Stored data
[Start of section]

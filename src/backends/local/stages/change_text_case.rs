// Copyright (c) 2025 Steve Wagner (ciroque@live.com)
// SPDX-License-Identifier: MIT

use async_trait::async_trait;

use super::single_input;
use crate::errors::StageError;
use crate::traits::{Signature, Stage};
use crate::value::{Value, ValueType};

/// Which case transformation to apply
#[derive(Debug, Clone, Copy, PartialEq, Eq)]
pub enum CaseType {
    Upper,
    Lower,
    Title,
}

/// Change Text Case stage - converts text to different cases
pub struct ChangeTextCaseStage {
    case_type: CaseType,
}

const SMALL_WORDS: [&str; 14] = [
    "a", "an", "the", "and", "or", "but", "in", "on", "at", "to", "for", "of", "with", "by",
];

impl ChangeTextCaseStage {
    pub fn new(case_type: CaseType) -> Self {
        Self { case_type }
    }

    pub fn upper() -> Self {
        Self::new(CaseType::Upper)
    }

    pub fn lower() -> Self {
        Self::new(CaseType::Lower)
    }

    pub fn title() -> Self {
        Self::new(CaseType::Title)
    }

    fn capitalize(word: &str) -> String {
        let mut chars = word.chars();
        match chars.next() {
            None => String::new(),
            Some(first) => first.to_uppercase().collect::<String>() + &chars.as_str().to_lowercase(),
        }
    }

    fn apply(&self, input: &str) -> String {
        match self.case_type {
            CaseType::Upper => input.to_uppercase(),
            CaseType::Lower => input.to_lowercase(),
            // First word always capitalized, small words otherwise kept lowercase
            CaseType::Title => input
                .split_whitespace()
                .enumerate()
                .map(|(i, word)| {
                    let lower_word = word.to_lowercase();
                    if i == 0 || !SMALL_WORDS.contains(&lower_word.as_str()) {
                        Self::capitalize(word)
                    } else {
                        lower_word
                    }
                })
                .collect::<Vec<_>>()
                .join(" "),
        }
    }
}

#[async_trait]
impl Stage for ChangeTextCaseStage {
    async fn execute(&self, inputs: Vec<Value>) -> Result<Value, StageError> {
        let text = single_input(self.name(), inputs)?.try_into_text()?;
        Ok(Value::from(self.apply(&text)))
    }

    fn signature(&self) -> Signature {
        Signature::new(ValueType::Bytes, ValueType::Bytes)
    }

    fn name(&self) -> &'static str {
        "change_text_case"
    }
}

#[cfg(test)]
mod tests {
    use super::*;

    #[tokio::test]
    async fn test_change_text_case() {
        let test_cases = vec![
            (ChangeTextCaseStage::upper(), "hello", "HELLO"),
            (ChangeTextCaseStage::lower(), "HeLLo", "hello"),
            (ChangeTextCaseStage::title(), "the quick brown fox", "The Quick Brown Fox"),
            (ChangeTextCaseStage::title(), "war and peace of mind", "War and Peace of Mind"),
            (ChangeTextCaseStage::upper(), "", ""),
            (ChangeTextCaseStage::upper(), "straße", "STRASSE"),
        ];

        for (stage, input, expected) in test_cases {
            let output = stage.execute(vec![Value::from(input)]).await.unwrap();
            assert_eq!(output, Value::from(expected), "input {:?}", input);
        }
    }

    #[tokio::test]
    async fn test_rejects_invalid_utf8_and_structured_input() {
        let stage = ChangeTextCaseStage::upper();
        let err = stage
            .execute(vec![Value::Bytes(vec![0xff, 0xfe])])
            .await
            .unwrap_err();
        assert!(err.to_string().contains("Invalid UTF-8"));

        assert!(stage
            .execute(vec![Value::Structured(serde_json::json!(1))])
            .await
            .is_err());
    }

    #[tokio::test]
    async fn test_requires_exactly_one_input() {
        let stage = ChangeTextCaseStage::lower();
        assert!(stage.execute(vec![]).await.is_err());
        assert!(stage
            .execute(vec![Value::from("a"), Value::from("b")])
            .await
            .is_err());
    }
}
// Copyright (c) 2025 Steve Wagner (ciroque@live.com)
// SPDX-License-Identifier: MIT

use std::fmt;
use std::sync::Arc;

use crate::bundle::Bundle;
use crate::traits::Stage;
use crate::value::{Encoding, ValueType};

/// Where a stage input comes from.
#[derive(Debug, Clone, Copy, PartialEq, Eq)]
pub enum EdgeSource {
    /// The pipeline's external input
    External,
    /// Output of the node at this position in execution order
    Stage(usize),
}

/// A bound stage: a configured instance plus its resolved edges and types.
pub struct StageNode {
    pub name: String,
    pub type_id: String,
    pub stage: Arc<dyn Stage>,
    pub inputs: Vec<EdgeSource>,
    pub input_type: ValueType,
    pub output_type: ValueType,
}

impl fmt::Debug for StageNode {
    fn fmt(&self, f: &mut fmt::Formatter<'_>) -> fmt::Result {
        f.debug_struct("StageNode")
            .field("name", &self.name)
            .field("type_id", &self.type_id)
            .field("inputs", &self.inputs)
            .field("input_type", &self.input_type)
            .field("output_type", &self.output_type)
            .finish()
    }
}

/// An executable pipeline built from a bundle.
///
/// Nodes are stored in execution order, fixed at build time. The instance is
/// immutable, so forward passes may run on it concurrently. It keeps its
/// bundle alive for as long as it exists.
#[derive(Debug)]
pub struct PipelineInstance {
    bundle: Arc<Bundle>,
    nodes: Vec<StageNode>,
    output: usize,
}

impl PipelineInstance {
    pub(crate) fn new(bundle: Arc<Bundle>, nodes: Vec<StageNode>, output: usize) -> Self {
        Self {
            bundle,
            nodes,
            output,
        }
    }

    pub fn bundle(&self) -> &Arc<Bundle> {
        &self.bundle
    }

    pub fn nodes(&self) -> &[StageNode] {
        &self.nodes
    }

    /// Position of the output node in [`nodes`](Self::nodes).
    pub fn output_index(&self) -> usize {
        self.output
    }

    pub fn output_stage(&self) -> &str {
        self.bundle.output_stage()
    }

    pub fn input_encoding(&self) -> Encoding {
        self.bundle.input_encoding()
    }

    /// Stage names in the order a forward pass runs them.
    pub fn execution_order(&self) -> Vec<&str> {
        self.nodes.iter().map(|node| node.name.as_str()).collect()
    }
}
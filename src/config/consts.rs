// Copyright (c) 2025 Steve Wagner (ciroque@live.com)
// SPDX-License-Identifier: MIT

/// Bundle manifest format version this runtime understands
pub const FORMAT_VERSION: u32 = 1;
/// Input reference naming the pipeline's external input edge
pub const EXTERNAL_INPUT: &str = "$input";
/// Manifest file names probed at the bundle root, in order
pub const MANIFEST_FILE_NAMES: [&str; 3] = ["manifest.json", "manifest.yaml", "manifest.yml"];
/// Stage name used in errors about the runtime configuration blob itself
pub const RUNTIME_CONFIG_SOURCE: &str = "<runtime config>";
/// Fallback worker thread count when parallelism cannot be detected
pub const DEFAULT_WORKER_THREADS: usize = 4;
/// Environment variable holding a tracing filter for the C boundary
pub const LOG_ENV_VAR: &str = "STAGECRAFT_LOG";
/// Environment variable overriding the executor's worker thread count
pub const WORKER_THREADS_ENV_VAR: &str = "STAGECRAFT_WORKER_THREADS";
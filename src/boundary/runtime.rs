// Copyright (c) 2025 Steve Wagner (ciroque@live.com)
// SPDX-License-Identifier: MIT

use std::path::Path;
use std::sync::{Arc, Mutex};

use crate::boundary::handles::{lock, HandleTable};
use crate::bundle::Bundle;
use crate::config::{RuntimeConfig, RuntimeOptions, StageRegistry};
use crate::engine::{ExecutionEngine, PipelineBuilder, PipelineInstance};
use crate::errors::RuntimeError;
use crate::observability::messages::boundary::{RuntimeStarted, RuntimeStopped};
use crate::observability::messages::StructuredLog;
use crate::value::Encoding;

/// Where to load a bundle from.
#[derive(Debug, Clone, Copy)]
pub enum BundleLocation<'a> {
    /// Unpacked bundle directory, or its manifest file
    Directory(&'a Path),
    /// Zip archive on disk
    Archive(&'a Path),
    /// Zip archive in memory
    ArchiveBytes(&'a [u8]),
}

/// One generation of the runtime: registry, object tables and async executor.
///
/// Every method is synchronous; forward passes block on the runtime's own
/// multi-threaded executor. Objects are addressed by handles that are only
/// meaningful to the generation that issued them.
pub struct Runtime {
    generation: u16,
    registry: StageRegistry,
    executor: tokio::runtime::Runtime,
    engine: ExecutionEngine,
    bundles: Mutex<HandleTable<Bundle>>,
    pipelines: Mutex<HandleTable<PipelineInstance>>,
}

impl Runtime {
    pub fn new(
        registry: StageRegistry,
        options: &RuntimeOptions,
        generation: u16,
    ) -> Result<Self, RuntimeError> {
        let executor = tokio::runtime::Builder::new_multi_thread()
            .worker_threads(options.worker_threads.max(1))
            .thread_name("stagecraft-worker")
            .enable_all()
            .build()
            .map_err(RuntimeError::Startup)?;

        RuntimeStarted {
            generation,
            worker_threads: options.worker_threads.max(1),
            stage_types: registry.len(),
        }
        .log();

        Ok(Self {
            generation,
            registry,
            executor,
            engine: ExecutionEngine::new(),
            bundles: Mutex::new(HandleTable::new("bundle", generation)),
            pipelines: Mutex::new(HandleTable::new("pipeline", generation)),
        })
    }

    pub fn generation(&self) -> u16 {
        self.generation
    }

    pub fn registry(&self) -> &StageRegistry {
        &self.registry
    }

    pub fn load_bundle(&self, location: BundleLocation<'_>) -> Result<u64, RuntimeError> {
        let bundle = match location {
            BundleLocation::Directory(path) => Bundle::from_directory(path)?,
            BundleLocation::Archive(path) => Bundle::from_archive(path)?,
            BundleLocation::ArchiveBytes(bytes) => Bundle::from_archive_bytes(bytes)?,
        };
        lock(&self.bundles).insert(Arc::new(bundle))
    }

    pub fn bundle(&self, handle: u64) -> Result<Arc<Bundle>, RuntimeError> {
        lock(&self.bundles).get(handle)
    }

    /// Bundle summary as JSON.
    pub fn bundle_metadata(&self, handle: u64) -> Result<Vec<u8>, RuntimeError> {
        let bundle = self.bundle(handle)?;
        Ok(serde_json::to_vec(&bundle.metadata())?)
    }

    /// Build a pipeline from a loaded bundle. `config_json` may be empty.
    pub fn create_pipeline(&self, bundle: u64, config_json: &[u8]) -> Result<u64, RuntimeError> {
        let pipeline = self.build(bundle, config_json)?;
        lock(&self.pipelines).insert(Arc::new(pipeline))
    }

    pub fn pipeline(&self, handle: u64) -> Result<Arc<PipelineInstance>, RuntimeError> {
        lock(&self.pipelines).get(handle)
    }

    /// Run one forward pass and encode its output for the caller.
    pub fn forward(
        &self,
        pipeline: u64,
        input: Option<&[u8]>,
        encoding: Encoding,
    ) -> Result<Vec<u8>, RuntimeError> {
        // The table lock is not held while stages run
        let pipeline = self.pipeline(pipeline)?;
        self.forward_instance(&pipeline, input, encoding)
    }

    /// Build a transient pipeline, run it once and drop it.
    pub fn run_pipeline(
        &self,
        bundle: u64,
        input: Option<&[u8]>,
        encoding: Encoding,
        config_json: &[u8],
    ) -> Result<Vec<u8>, RuntimeError> {
        let pipeline = self.build(bundle, config_json)?;
        self.forward_instance(&pipeline, input, encoding)
    }

    pub fn release_bundle(&self, handle: u64) -> Result<(), RuntimeError> {
        lock(&self.bundles).remove(handle).map(drop)
    }

    pub fn release_pipeline(&self, handle: u64) -> Result<(), RuntimeError> {
        lock(&self.pipelines).remove(handle).map(drop)
    }

    /// Live (bundle, pipeline) handle counts.
    pub fn outstanding(&self) -> (usize, usize) {
        (lock(&self.bundles).len(), lock(&self.pipelines).len())
    }

    fn build(&self, bundle: u64, config_json: &[u8]) -> Result<PipelineInstance, RuntimeError> {
        let bundle = self.bundle(bundle)?;
        let config = RuntimeConfig::from_json_bytes(config_json)?;
        Ok(PipelineBuilder::new(&self.registry).build(bundle, &config)?)
    }

    fn forward_instance(
        &self,
        pipeline: &PipelineInstance,
        input: Option<&[u8]>,
        encoding: Encoding,
    ) -> Result<Vec<u8>, RuntimeError> {
        let output = self
            .executor
            .block_on(self.engine.forward(pipeline, input, encoding))?;
        Ok(output.into_bytes()?)
    }
}

impl Drop for Runtime {
    fn drop(&mut self) {
        let (bundles_dropped, pipelines_dropped) = self.outstanding();
        RuntimeStopped {
            generation: self.generation,
            bundles_dropped,
            pipelines_dropped,
        }
        .log();
    }
}
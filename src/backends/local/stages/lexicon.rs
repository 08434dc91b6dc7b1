// Copyright (c) 2025 Steve Wagner (ciroque@live.com)
// SPDX-License-Identifier: MIT

use async_trait::async_trait;
use serde::Deserialize;
use std::collections::HashMap;

use super::single_input;
use crate::errors::StageError;
use crate::traits::{Signature, Stage, StageContext};
use crate::value::{Value, ValueType};

#[derive(Debug, Deserialize)]
#[serde(deny_unknown_fields)]
struct LexiconConfig {
    resource: String,
}

/// Replaces whole words using a JSON `{ "word": "replacement" }` map loaded
/// from a bundle resource. Matching is case-sensitive; everything that is not
/// part of a word passes through untouched.
#[derive(Default)]
pub struct LexiconStage {
    entries: HashMap<String, String>,
}

impl LexiconStage {
    pub fn with_entries(entries: HashMap<String, String>) -> Self {
        Self { entries }
    }

    fn substitute(&self, text: &str) -> String {
        let mut output = String::with_capacity(text.len());
        let mut word_start: Option<usize> = None;

        for (i, c) in text.char_indices() {
            let in_word = c.is_alphanumeric() || c == '\'';
            match (in_word, word_start) {
                (true, None) => word_start = Some(i),
                (false, Some(start)) => {
                    self.push_word(&mut output, &text[start..i]);
                    output.push(c);
                    word_start = None;
                }
                (false, None) => output.push(c),
                (true, Some(_)) => {}
            }
        }
        if let Some(start) = word_start {
            self.push_word(&mut output, &text[start..]);
        }

        output
    }

    fn push_word(&self, output: &mut String, word: &str) {
        output.push_str(self.entries.get(word).map(String::as_str).unwrap_or(word));
    }
}

#[async_trait]
impl Stage for LexiconStage {
    fn configure(&mut self, ctx: &StageContext<'_>) -> Result<(), StageError> {
        let config: LexiconConfig = serde_json::from_value(ctx.config.clone())
            .map_err(|e| StageError::new(format!("lexicon requires a 'resource': {}", e)))?;

        let blob = ctx.resources.get(&config.resource).ok_or_else(|| {
            StageError::new(format!(
                "resource '{}' is not declared for stage '{}'",
                config.resource, ctx.stage_name
            ))
        })?;

        self.entries = serde_json::from_slice(blob).map_err(|e| {
            StageError::new(format!(
                "resource '{}' is not a JSON string map: {}",
                config.resource, e
            ))
        })?;
        Ok(())
    }

    async fn execute(&self, inputs: Vec<Value>) -> Result<Value, StageError> {
        let text = single_input(self.name(), inputs)?.try_into_text()?;
        Ok(Value::from(self.substitute(&text)))
    }

    fn signature(&self) -> Signature {
        Signature::new(ValueType::Bytes, ValueType::Bytes)
    }

    fn name(&self) -> &'static str {
        "lexicon"
    }
}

[End of section]

Problem to work on:
Working through the records above, copy each line in which "this" is found.

Answer area:
    /// Output of the node at this position in execution order
/// Bundle manifest format version this runtime understands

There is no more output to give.